A drop shipment has one movement of goods but commonly two sales: supplier to retailer and retailer to customer. The certificate must support the correct transaction, state and entity or the upstream supplier may collect or owe tax.

1. One shipment contains two sales and three roles

The customer orders from the seller, which purchases from a supplier or drop shipper and directs delivery to the customer. Sales Tax analysis separately asks whether supplier-to-seller is for resale and whether seller-to-customer is taxable, exempt or facilitated by a marketplace. One physical movement does not merge the transactions.

Master data should distinguish true retailer, drop shipper, end customer, seller of record, ship-to address and marketplace. Invoice, purchase order, shipping confirmation and exemption document need an order ID link. A supplier holding only headquarters address may reject a certificate or charge the wrong state.

  • Supplier or drop shipper
  • True retailer or seller
  • End customer
  • Ship-to state
  • Marketplace or direct channel

2. States differ on certificates from outside the state

California Publication 121 explains that a registered true retailer can provide a valid resale certificate to relieve a drop shipper in specified circumstances; an unregistered retailer can cause the drop shipper to be treated as retailer. New York has its own registration and Form ST-120 rules.

The Streamlined exemption certificate is accepted by member states, but the official site still directs businesses to state requirements. Texas requires a properly completed certificate retained by the seller; a permit copy is not a substitute. A resale number is not the same as a timely, valid certificate.

  • Whether the destination state accepts a multistate form
  • Purchaser registration in that state
  • Timely, complete, good-faith acceptance
  • Whether the item is actually purchased for resale
  • Supplier record-retention requirements

3. The chain breaks on entity, state and timing

Common failures include a China parent contracting with the supplier while a U.S. affiliate invoices the customer, yet another entity gives the certificate; a legal name that does not match the purchase order; an end-customer exemption forwarded upstream; or documents collected only after an audit begins.

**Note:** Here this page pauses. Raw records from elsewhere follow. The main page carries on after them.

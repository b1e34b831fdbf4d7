//! Rhinoceros entry point
//!
//! Native headless host: runs the game with a scripted player for a fixed number
//! of ticks and reports the result.
//!
//! Usage: `rhinoceros [settings.json] [ticks]`

use std::path::Path;

use anyhow::Context;
use glam::Vec2;

use rhinoceros::audio::SilentBackend;
use rhinoceros::consts::*;
use rhinoceros::input::TouchTracker;
use rhinoceros::renderer::{DrawCommand, DrawList, Vertex};
use rhinoceros::telemetry::{LogSink, TelemetrySink};
use rhinoceros::{Game, GameMode, Settings};

/// One minute of play
const DEFAULT_TICKS: u64 = 60 * TICKS_PER_SECOND as u64;
/// Scripted player: hold for `HOLD_TICKS`, then let go until the cycle ends
const CYCLE_TICKS: u64 = 150;
const HOLD_TICKS: u64 = 90;

fn main() -> anyhow::Result<()> {
    #[cfg(not(target_arch = "wasm32"))]
    env_logger::init();

    let mut args = std::env::args().skip(1);
    let settings = match args.next() {
        Some(path) => Settings::load(Path::new(&path))?,
        None => Settings::from_env(),
    };
    let ticks = match args.next() {
        Some(arg) => arg
            .parse::<u64>()
            .with_context(|| format!("invalid tick count {:?}", arg))?,
        None => DEFAULT_TICKS,
    };

    let sink: Option<Box<dyn TelemetrySink>> = Some(Box::new(LogSink));
    let mut game = Game::new(settings, Box::new(SilentBackend), sink);
    log::info!("Running {} ticks headless", ticks);

    let center = Vec2::new(SCREEN_WIDTH / 2.0, SCREEN_HEIGHT / 2.0);
    let mut tracker = TouchTracker::new();
    let mut list = DrawList::new();
    let mut runs = 0;

    for t in 0..ticks {
        let pressed = if t % CYCLE_TICKS < HOLD_TICKS {
            vec![(0, center)]
        } else {
            Vec::new()
        };
        let touches = tracker.update(&pressed).to_vec();

        let before = game.mode();
        game.update(&touches);
        if before == GameMode::Playing && game.mode() == GameMode::GameOver {
            runs += 1;
        }
        game.draw(&mut list);
    }

    // Size of the last frame's triangle upload, as a host would buffer it
    let vertex_bytes: usize = list
        .commands()
        .iter()
        .filter_map(|c| match c {
            DrawCommand::Triangles { vertices } => {
                Some(bytemuck::cast_slice::<Vertex, u8>(vertices).len())
            }
            _ => None,
        })
        .sum();
    let stride = Vertex::desc().array_stride as usize;
    log::info!(
        "Finished in {:?} after {} runs ({} draw commands, {} vertices in the last frame)",
        game.mode(),
        runs,
        list.len(),
        vertex_bytes / stride
    );
    println!(
        "score {} high score {} runs {}",
        game.runner().score,
        game.high_score(),
        runs
    );

    Ok(())
}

Support can also fail when a permit expires, use changes, product type is outside scope or an order ships to a new state. A blanket certificate helps only when it covers the right goods and relationship and is revalidated. Systems should stop unsupported exempt purchasing before accounts payable sees tax on an invoice.

  • Legal name against PO and customer account
  • Transaction layer supported
  • Permit status and validity
  • Product description and intended use
  • Collection timing relative to audit

4. A marketplace does not repair the upstream purchase

A marketplace facilitator may collect on the retail sale, but supplier-to-seller still needs resale support. A marketplace-only seller may have special state registration or certificate options; confirm the state rule and facilitator's registration rather than treating a settlement report as upstream exemption evidence.

The same SKU sold through Amazon, a website and wholesale has different certificate logic. Tag channel, tax collector, customer exemption and supplier certificate by order, then map gross, facilitated, exempt and taxable direct sales to each state return.

  • Facilitator status in the state
  • Party collecting retail tax
  • Upstream resale certificate
  • Direct and marketplace separation
  • State-return deduction mapping

5. Create an order-level exception queue

At supplier onboarding, collect accepted state forms; at customer onboarding, validate exemptions; then connect both ends by order and ship-to state. Missing, expired, mismatched and new-state orders enter an exception queue for a tax owner to collect tax, cure support or suspend exemption.

Monthly, reconcile supplier-charged tax, seller checkout tax, marketplace tax and return deductions. For history, quantify by state and transaction layer before seeking certificates, supplier credits, back filing or VDA. One customer certificate cannot cover every upstream purchase and state.